Power v Greater Manchester Police
Employees are protected against discrimination at work on the grounds of their religion or beliefs. However, the Employment Appeal Tribunal (EAT) decided in Power v Greater Manchester Police that there was a difference between how someone was treated on the grounds of their beliefs as opposed to how they manifested those beliefs.
Basic facts
Mr Power started work for Greater Manchester police as a special constable in October 2008. Shortly afterwards, his employers received reports about his behaviour and attitude at two different training days, which were said to be disruptive and unhelpful.
During the course of an investigation, it transpired that, prior to joining Greater Manchester, he had provided “inappropriate material” to do with his spiritualist beliefs to other police forces in neighbouring areas.
Greater Manchester said this was incompatible with his employment and dismissed him because of his “current work in the psychic field”. He claimed direct religious discrimination.
Tribunal decision
A majority of the tribunal agreed that, on the face of it, Mr Power had been discriminated against under the Employment Equality (Religion or Belief) Regulations 2003 (now part of the 2010 Equality Act).
However, it agreed with Greater Manchester that he had not been dismissed because he held certain protected beliefs, but because of the unacceptable way he had behaved prior to joining the force.
This indicated he was unsuited to training young police officers; and the material he had provided, although related to his beliefs, was an unacceptable way of expressing them.
EAT decision
And the EAT agreed.
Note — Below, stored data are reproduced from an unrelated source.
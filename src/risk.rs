//! Closed-form Gaussian tail risk: VaR, CVaR, and ceiling penalties.
//!
//! Both figures are signed P&L at the tail, scaled by the portfolio value:
//!
//! ```text
//! VaR  = value · (μ − z·σ)
//! CVaR = value · (μ − φ(z)/(1 − c) · σ)
//! ```
//!
//! where `μ = Σ rᵢwᵢ`, `σ = √(wᵀΣw)`, `c` is the confidence level,
//! `z = Φ⁻¹(c)` and `φ` is the standard normal density. Since
//! `φ(z)/(1 − c) >= z` for every `c` in `(0, 1)`, `CVaR <= VaR` always.

use statrs::distribution::{Continuous, ContinuousCDF, Normal};

use crate::config::{PenaltyConvention, RiskConfig};
use crate::error::{Error, Result};
use crate::types::{CovarianceMatrix, ReturnVector, check_dimensions};

/// Below this portfolio volatility the allocation is treated as riskless.
pub const MIN_VOLATILITY: f64 = 1e-12;

/// Gaussian risk metrics over a fixed return vector and covariance matrix.
#[derive(Clone, Debug)]
pub struct RiskMetrics<'a> {
    returns: &'a ReturnVector,
    covariance: &'a CovarianceMatrix,
    config: &'a RiskConfig,
    /// Φ⁻¹(c)
    z: f64,
    /// φ(z) / (1 − c)
    tail_factor: f64,
}

impl<'a> RiskMetrics<'a> {
    pub fn new(
        returns: &'a ReturnVector,
        covariance: &'a CovarianceMatrix,
        config: &'a RiskConfig,
    ) -> Result<Self> {
        config.validate()?;
        check_dimensions(returns, covariance)?;

        let normal = Normal::new(0.0, 1.0)
            .map_err(|e| Error::InvalidConfig(format!("standard normal: {e}")))?;
        let c = config.confidence_level;
        let z = normal.inverse_cdf(c);
        let tail_factor = normal.pdf(z) / (1.0 - c);

        Ok(Self {
            returns,
            covariance,
            config,
            z,
            tail_factor,
        })
    }

    pub fn config(&self) -> &RiskConfig {
        self.config
    }

    /// Standard normal quantile at the confidence level.
    pub fn z_score(&self) -> f64 {
        self.z
    }

    /// Expected-shortfall multiplier `φ(z)/(1 − c)`.
    pub fn tail_factor(&self) -> f64 {
        self.tail_factor
    }

    /// Portfolio `(μ, σ)` for `weights`.
    ///
    /// Fails with [`Error::DegenerateInput`] when `σ` is below
    /// [`MIN_VOLATILITY`] or the quadratic form is not a valid variance.
    pub fn moments(&self, weights: &[f64]) -> Result<(f64, f64)> {
        self.check_len(weights)?;
        let variance = self.covariance.quad_form(weights);
        if !variance.is_finite() || variance < 0.0 {
            return Err(Error::DegenerateInput {
                volatility: variance.abs().sqrt(),
            });
        }
        let volatility = variance.sqrt();
        if volatility < MIN_VOLATILITY {
            return Err(Error::DegenerateInput { volatility });
        }
        Ok((self.returns.portfolio_return(weights), volatility))
    }

    /// Signed dollar VaR at the configured confidence level.
    pub fn var(&self, weights: &[f64]) -> Result<f64> {
        self.tail_pnl(weights, self.z)
    }

    /// Signed dollar CVaR (expected shortfall). Never above [`Self::var`].
    pub fn cvar(&self, weights: &[f64]) -> Result<f64> {
        self.tail_pnl(weights, self.tail_factor)
    }

    /// Penalty for breaching a VaR ceiling, under the configured convention.
    pub fn var_constraint_penalty(&self, weights: &[f64], max_var: f64) -> Result<f64> {
        Ok(breach_penalty(
            self.config.penalty_convention,
            self.var(weights)?,
            max_var,
        ))
    }

    /// Penalty for breaching a CVaR ceiling, under the configured convention.
    pub fn cvar_constraint_penalty(&self, weights: &[f64], max_cvar: f64) -> Result<f64> {
        Ok(breach_penalty(
            self.config.penalty_convention,
            self.cvar(weights)?,
            max_cvar,
        ))
    }

    /// Sum of the configured VaR and CVaR ceiling penalties (0 when neither is set).
    pub fn ceiling_penalty(&self, weights: &[f64]) -> Result<f64> {
        let mut total = 0.0;
        if let Some(max_var) = self.config.max_var {
            total += self.var_constraint_penalty(weights, max_var)?;
        }
        if let Some(max_cvar) = self.config.max_cvar {
            total += self.cvar_constraint_penalty(weights, max_cvar)?;
        }
        Ok(total)
    }

    /// Gradient of [`Self::ceiling_penalty`] with respect to the weights.
    ///
    /// The penalty is piecewise linear in the tail P&L; inactive pieces
    /// contribute zero.
    pub fn ceiling_penalty_gradient(&self, weights: &[f64]) -> Result<Vec<f64>> {
        let mut grad = vec![0.0; weights.len()];
        let ceilings = [
            (self.config.max_var, self.z),
            (self.config.max_cvar, self.tail_factor),
        ];
        for (ceiling, k) in ceilings {
            let Some(ceiling) = ceiling else {
                continue;
            };
            let pnl = self.tail_pnl(weights, k)?;
            if breach_penalty(self.config.penalty_convention, pnl, ceiling) == 0.0 {
                continue;
            }
            // Both conventions are `const − pnl` on their active piece.
            for (g, d) in grad.iter_mut().zip(self.tail_pnl_gradient(weights, k)?) {
                *g -= d;
            }
        }
        Ok(grad)
    }

    /// Full report for a weight vector.
    pub fn report(&self, weights: &[f64], risk_free_rate: f64) -> Result<RiskReport> {
        let (expected_return, volatility) = self.moments(weights)?;
        Ok(RiskReport {
            expected_return,
            volatility,
            sharpe: (expected_return - risk_free_rate) / volatility,
            var: self.var(weights)?,
            cvar: self.cvar(weights)?,
            confidence_level: self.config.confidence_level,
            portfolio_value: self.config.portfolio_value,
        })
    }

    /// `value · (μ − k·σ)`
    fn tail_pnl(&self, weights: &[f64], k: f64) -> Result<f64> {
        let (mu, sigma) = self.moments(weights)?;
        Ok(self.config.portfolio_value * (mu - k * sigma))
    }

    /// `value · (r − k·Σw/σ)`
    fn tail_pnl_gradient(&self, weights: &[f64], k: f64) -> Result<Vec<f64>> {
        let (_, sigma) = self.moments(weights)?;
        let sigma_w = self.covariance.mul_vec(weights);
        Ok(self
            .returns
            .as_slice()
            .iter()
            .zip(&sigma_w)
            .map(|(r, sw)| self.config.portfolio_value * (r - k * sw / sigma))
            .collect())
    }

    fn check_len(&self, weights: &[f64]) -> Result<()> {
        if weights.len() != self.returns.len() {
            return Err(Error::InvalidInput(format!(
                "{} weights for {} assets",
                weights.len(),
                self.returns.len()
            )));
        }
        Ok(())
    }
}

/// Penalty for a tail P&L figure against a ceiling.
pub fn breach_penalty(convention: PenaltyConvention, pnl: f64, ceiling: f64) -> f64 {
    match convention {
        PenaltyConvention::Legacy => {
            if pnl > ceiling {
                ceiling - pnl
            } else {
                0.0
            }
        }
        PenaltyConvention::TailLoss => (-pnl - ceiling).max(0.0),
    }
}

/// Risk summary for a single allocation.
#[derive(Clone, Debug, PartialEq)]
#[cfg_attr(feature = "serde", derive(serde::Serialize, serde::Deserialize))]
pub struct RiskReport {
    /// Expected portfolio return `μ`
    pub expected_return: f64,
    /// Portfolio volatility `σ`
    pub volatility: f64,
    /// `(μ − r_f) / σ`
    pub sharpe: f64,
    /// Signed dollar VaR
    pub var: f64,
    /// Signed dollar CVaR
    pub cvar: f64,
    pub confidence_level: f64,
    pub portfolio_value: f64,
}

impl std::fmt::Display for RiskReport {
    fn fmt(&self, f: &mut std::fmt::Formatter<'_>) -> std::fmt::Result {
        writeln!(
            f,
            "Risk Report ({:.1}% confidence, ${:.0} notional)",
            self.confidence_level * 100.0,
            self.portfolio_value
        )?;
        writeln!(f, "  Expected return: {:>10.4}%", self.expected_return * 100.0)?;
        writeln!(f, "  Volatility:      {:>10.4}%", self.volatility * 100.0)?;
        writeln!(f, "  Sharpe:          {:>10.4}", self.sharpe)?;
        writeln!(f, "  VaR:             {:>10.2}", self.var)?;
        write!(f, "  CVaR:            {:>10.2}", self.cvar)
    }
}
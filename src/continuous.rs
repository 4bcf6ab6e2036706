//! Continuous solver: projected gradient descent on the unit simplex.
//!
//! Every iterate is the Euclidean projection of a gradient step onto
//! `{w : Σw = 1, 0 <= wᵢ <= 1}`, so the bounds and the budget hold throughout.
//! Steps are chosen by backtracking: a step is accepted only if it lowers the
//! objective, which makes the current iterate always the best one seen.

use crate::Optimizer;
use crate::config::{Penalties, RiskConfig, SolverSettings};
use crate::error::{Error, Result};
use crate::formulate::ProblemFormulator;
use crate::types::{CovarianceMatrix, OptimizationResult, ReturnVector, equal_weights};

/// Halvings tried per line search before the iterate is declared stationary.
const MAX_BACKTRACKS: usize = 60;

/// Max-Sharpe solver with optional VaR/CVaR penalty.
#[derive(Clone, Debug, PartialEq)]
pub struct ContinuousOptimizer {
    risk_free_rate: f64,
    penalties: Penalties,
    settings: SolverSettings,
}

impl ContinuousOptimizer {
    pub fn new(risk_free_rate: f64) -> Self {
        Self {
            risk_free_rate,
            penalties: Penalties::default(),
            settings: SolverSettings::default(),
        }
    }

    pub fn with_penalties(mut self, penalties: Penalties) -> Self {
        self.penalties = penalties;
        self
    }

    pub fn with_settings(mut self, settings: SolverSettings) -> Self {
        self.settings = settings;
        self
    }

    pub fn settings(&self) -> &SolverSettings {
        &self.settings
    }
}

impl Optimizer for ContinuousOptimizer {
    fn name(&self) -> &'static str {
        "continuous"
    }

    fn risk_free_rate(&self) -> f64 {
        self.risk_free_rate
    }

    fn solve(
        &self,
        returns: &ReturnVector,
        covariance: &CovarianceMatrix,
        config: &RiskConfig,
    ) -> Result<OptimizationResult> {
        self.settings.validate()?;
        let problem = ProblemFormulator::new(
            returns,
            covariance,
            config,
            self.risk_free_rate,
            self.penalties,
        )?;
        let n = problem.num_assets();

        if n == 1 {
            let w = vec![1.0];
            return Ok(OptimizationResult {
                objective_value: problem.objective(&w)?,
                raw_allocation: w,
                converged: true,
            });
        }

        let mut w = equal_weights(n);
        let mut f = problem.objective(&w)?;
        let mut step = self.settings.initial_step;
        let mut converged = false;
        let mut iterations = 0;

        'outer: for _ in 0..self.settings.max_iterations {
            iterations += 1;
            let grad = problem.gradient(&w)?;

            let mut accepted = false;
            for _ in 0..MAX_BACKTRACKS {
                let candidate: Vec<f64> = w
                    .iter()
                    .zip(&grad)
                    .map(|(wi, gi)| wi - step * gi)
                    .collect();
                let Some(projected) = project_simplex(&candidate) else {
                    step *= 0.5;
                    continue;
                };

                if squared_distance(&projected, &w) < self.settings.tolerance {
                    converged = true;
                    break 'outer;
                }

                match problem.objective(&projected) {
                    Ok(next) if next < f => {
                        w = projected;
                        f = next;
                        accepted = true;
                        break;
                    }
                    Ok(_) | Err(Error::DegenerateInput { .. }) => step *= 0.5,
                    Err(e) => return Err(e),
                }
            }

            if !accepted {
                // No descent at machine precision.
                converged = true;
                break;
            }
            step = (step * 2.0).min(self.settings.initial_step);
        }

        if converged {
            log::debug!("continuous solve converged after {iterations} iterations, f = {f:.6}");
        } else {
            log::warn!(
                "continuous solve did not converge in {} iterations; best iterate f = {f:.6}",
                self.settings.max_iterations
            );
        }

        Ok(OptimizationResult {
            raw_allocation: w,
            objective_value: f,
            converged,
        })
    }
}

/// Euclidean projection onto the unit simplex.
///
/// Returns `None` for non-finite input. Entries of the result lie in `[0, 1]`
/// and sum to 1 up to rounding.
pub(crate) fn project_simplex(v: &[f64]) -> Option<Vec<f64>> {
    if v.is_empty() || v.iter().any(|x| !x.is_finite()) {
        return None;
    }

    let mut u = v.to_vec();
    u.sort_by(|a, b| b.total_cmp(a));

    let mut cssv = 0.0;
    let mut rho = 0_usize;
    let mut theta = 0.0;

    for (i, ui) in u.iter().enumerate() {
        cssv += *ui;
        let t = (cssv - 1.0) / (i as f64 + 1.0);
        if *ui - t > 0.0 {
            rho = i + 1;
            theta = t;
        }
    }

    // u[0] − (u[0] − 1) = 1 > 0, so rho >= 1 for finite input.
    debug_assert!(rho > 0);
    Some(v.iter().map(|x| (x - theta).clamp(0.0, 1.0)).collect())
}

fn squared_distance(a: &[f64], b: &[f64]) -> f64 {
    a.iter()
        .zip(b)
        .map(|(x, y)| {
            let d = x - y;
            d * d
        })
        .sum::<f64>()
}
It said that the tribunal was correct to draw a distinction “between treatment on the grounds of a person's beliefs and on the grounds of the manifestation of those beliefs”.
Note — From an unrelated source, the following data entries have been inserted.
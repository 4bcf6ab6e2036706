//! Command implementations: optimize an input, or assess given weights.

use std::fmt;

use serde::Serialize;
use varopt::{Method, RiskMetrics, RiskReport, Weights, allocate};

use crate::config::Config;
use crate::error::{Error, Result};
use crate::input::MarketInput;

/// One asset's share of the allocation.
#[derive(Debug, Clone, PartialEq, Serialize)]
pub struct AssetWeight {
    pub asset: String,
    pub weight: f64,
}

/// Result of the `optimize` command.
#[derive(Debug, Clone, PartialEq, Serialize)]
pub struct OptimizeOutput {
    pub method: Method,
    pub weights: Vec<AssetWeight>,
    pub report: RiskReport,
    pub objective: f64,
    pub converged: bool,
}

impl fmt::Display for OptimizeOutput {
    fn fmt(&self, f: &mut fmt::Formatter<'_>) -> fmt::Result {
        writeln!(f, "Allocation ({})", self.method)?;
        for w in &self.weights {
            writeln!(f, "  {:<12} {:>8.4}%", w.asset, w.weight * 100.0)?;
        }
        if !self.converged {
            writeln!(f, "  (solver did not converge; best iterate shown)")?;
        }
        writeln!(f)?;
        write!(f, "{}", self.report)
    }
}

/// Run the configured (or overridden) optimizer on `input`.
pub fn optimize(
    config: &Config,
    input: &MarketInput,
    method: Option<Method>,
) -> Result<OptimizeOutput> {
    let spec = config.optimizer_spec(method);
    let optimizer = spec.build();
    log::info!(
        "optimizing {} assets with the {} method",
        input.num_assets(),
        spec.method
    );

    let allocation = allocate(
        &*optimizer,
        &input.returns,
        &input.covariance,
        &config.risk_config(),
    )?;

    let weights = input
        .asset_names()
        .into_iter()
        .zip(allocation.weights.as_slice())
        .map(|(asset, &weight)| AssetWeight { asset, weight })
        .collect();

    Ok(OptimizeOutput {
        method: spec.method,
        weights,
        report: allocation.report,
        objective: allocation.objective,
        converged: allocation.converged,
    })
}

/// Risk report for caller-supplied weights.
///
/// Weights must already be long-only and fully invested; they are not
/// renormalized.
pub fn assess(config: &Config, input: &MarketInput, weights: Vec<f64>) -> Result<RiskReport> {
    if weights.len() != input.num_assets() {
        return Err(Error::Input(format!(
            "{} weights for {} assets",
            weights.len(),
            input.num_assets()
        )));
    }
    let weights = Weights::new(weights)?;
    let risk = config.risk_config();
    let metrics = RiskMetrics::new(&input.returns, &input.covariance, &risk)?;
    Ok(metrics.report(weights.as_slice(), config.optimizer.risk_free_rate)?)
}

/// Pretty JSON for any command output.
pub fn to_json<T: Serialize>(value: &T) -> Result<String> {
    serde_json::to_string_pretty(value).map_err(|e| Error::Output(e.to_string()))
}
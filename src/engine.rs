//! End-to-end allocation: solve, normalize, assess.

use std::fmt;
use std::str::FromStr;

use crate::Optimizer;
use crate::backend::{AnnealingSampler, ExhaustiveSampler};
use crate::combinatorial::CombinatorialOptimizer;
use crate::config::{Penalties, RiskConfig, SolverSettings};
use crate::continuous::ContinuousOptimizer;
use crate::error::Result;
use crate::normalize::normalize;
use crate::risk::{RiskMetrics, RiskReport};
use crate::types::{CovarianceMatrix, ReturnVector, Weights};

/// A normalized allocation with its risk assessment.
#[derive(Clone, Debug, PartialEq)]
#[cfg_attr(feature = "serde", derive(serde::Serialize, serde::Deserialize))]
pub struct Allocation {
    pub weights: Weights,
    pub report: RiskReport,
    /// Solver objective (continuous) or sample energy (combinatorial).
    pub objective: f64,
    pub converged: bool,
}

impl Allocation {
    pub fn var(&self) -> f64 {
        self.report.var
    }

    pub fn cvar(&self) -> f64 {
        self.report.cvar
    }
}

/// Run `optimizer`, normalize its raw allocation, and compute VaR/CVaR.
///
/// Non-convergence is not an error: the best iterate is kept and
/// `converged` is false.
pub fn allocate<O: Optimizer + ?Sized>(
    optimizer: &O,
    returns: &ReturnVector,
    covariance: &CovarianceMatrix,
    config: &RiskConfig,
) -> Result<Allocation> {
    let result = optimizer.solve(returns, covariance, config)?;
    if !result.converged {
        log::warn!(
            "{} optimizer did not converge; allocation is the best iterate found",
            optimizer.name()
        );
    }

    let weights = normalize(&result.raw_allocation)?;
    let metrics = RiskMetrics::new(returns, covariance, config)?;
    let report = metrics.report(weights.as_slice(), optimizer.risk_free_rate())?;

    log::info!(
        "{} allocation: VaR {:.2}, CVaR {:.2}",
        optimizer.name(),
        report.var,
        report.cvar
    );

    Ok(Allocation {
        weights,
        report,
        objective: result.objective_value,
        converged: result.converged,
    })
}

/// Which solver family to use.
#[derive(Clone, Copy, Debug, Default, PartialEq, Eq, Hash)]
#[cfg_attr(
    feature = "serde",
    derive(serde::Serialize, serde::Deserialize),
    serde(rename_all = "snake_case")
)]
pub enum Method {
    /// Projected-gradient max-Sharpe.
    #[default]
    Continuous,
    /// QUBO via the built-in simulated annealer.
    Annealing,
    /// QUBO via exhaustive enumeration.
    Exhaustive,
}

impl fmt::Display for Method {
    fn fmt(&self, f: &mut fmt::Formatter<'_>) -> fmt::Result {
        match self {
            Method::Continuous => write!(f, "continuous"),
            Method::Annealing => write!(f, "annealing"),
            Method::Exhaustive => write!(f, "exhaustive"),
        }
    }
}

impl FromStr for Method {
    type Err = String;

    fn from_str(s: &str) -> std::result::Result<Self, Self::Err> {
        match s.to_ascii_lowercase().as_str() {
            "continuous" | "classical" => Ok(Method::Continuous),
            "annealing" | "anneal" => Ok(Method::Annealing),
            "exhaustive" | "exact" => Ok(Method::Exhaustive),
            other => Err(format!(
                "unknown method '{other}' (expected continuous, annealing, or exhaustive)"
            )),
        }
    }
}

/// Everything needed to build any [`Method`]'s optimizer.
#[derive(Clone, Debug, PartialEq)]
pub struct OptimizerSpec {
    pub method: Method,
    pub risk_free_rate: f64,
    pub penalties: Penalties,
    pub solver: SolverSettings,
    pub shots: usize,
    pub sweeps: usize,
    pub seed: u64,
}

impl Default for OptimizerSpec {
    fn default() -> Self {
        Self {
            method: Method::default(),
            risk_free_rate: 0.01,
            penalties: Penalties::default(),
            solver: SolverSettings::default(),
            shots: crate::combinatorial::DEFAULT_SHOTS,
            sweeps: AnnealingSampler::default().sweeps,
            seed: 0,
        }
    }
}

impl OptimizerSpec {
    /// Build the optimizer selected by `method`.
    pub fn build(&self) -> Box<dyn Optimizer + Send + Sync> {
        match self.method {
            Method::Continuous => Box::new(
                ContinuousOptimizer::new(self.risk_free_rate)
                    .with_penalties(self.penalties)
                    .with_settings(self.solver),
            ),
            Method::Annealing => Box::new(
                CombinatorialOptimizer::new(
                    AnnealingSampler::new(self.seed).sweeps(self.sweeps),
                    self.risk_free_rate,
                )
                .with_shots(self.shots)
                .with_penalties(self.penalties),
            ),
            Method::Exhaustive => Box::new(
                CombinatorialOptimizer::new(ExhaustiveSampler, self.risk_free_rate)
                    .with_shots(self.shots)
                    .with_penalties(self.penalties),
            ),
        }
    }
}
This was in line with previous decisions in Chondol v Liverpool City Council (weekly LELR 109), Islington London Borough Council v Ladele (weekly LELR 154) and McFarlane v Relate (weekly LELR 170).
It concluded that “Having correctly directed themselves as to that distinction in law the Tribunal majority, in our collective judgment, permissibly found that the reason for the Respondent's dismissal of the Claimant was, in part, the manifestation of his spiritualist beliefs in the material which he had earlier distributed, not the fact of his beliefs”.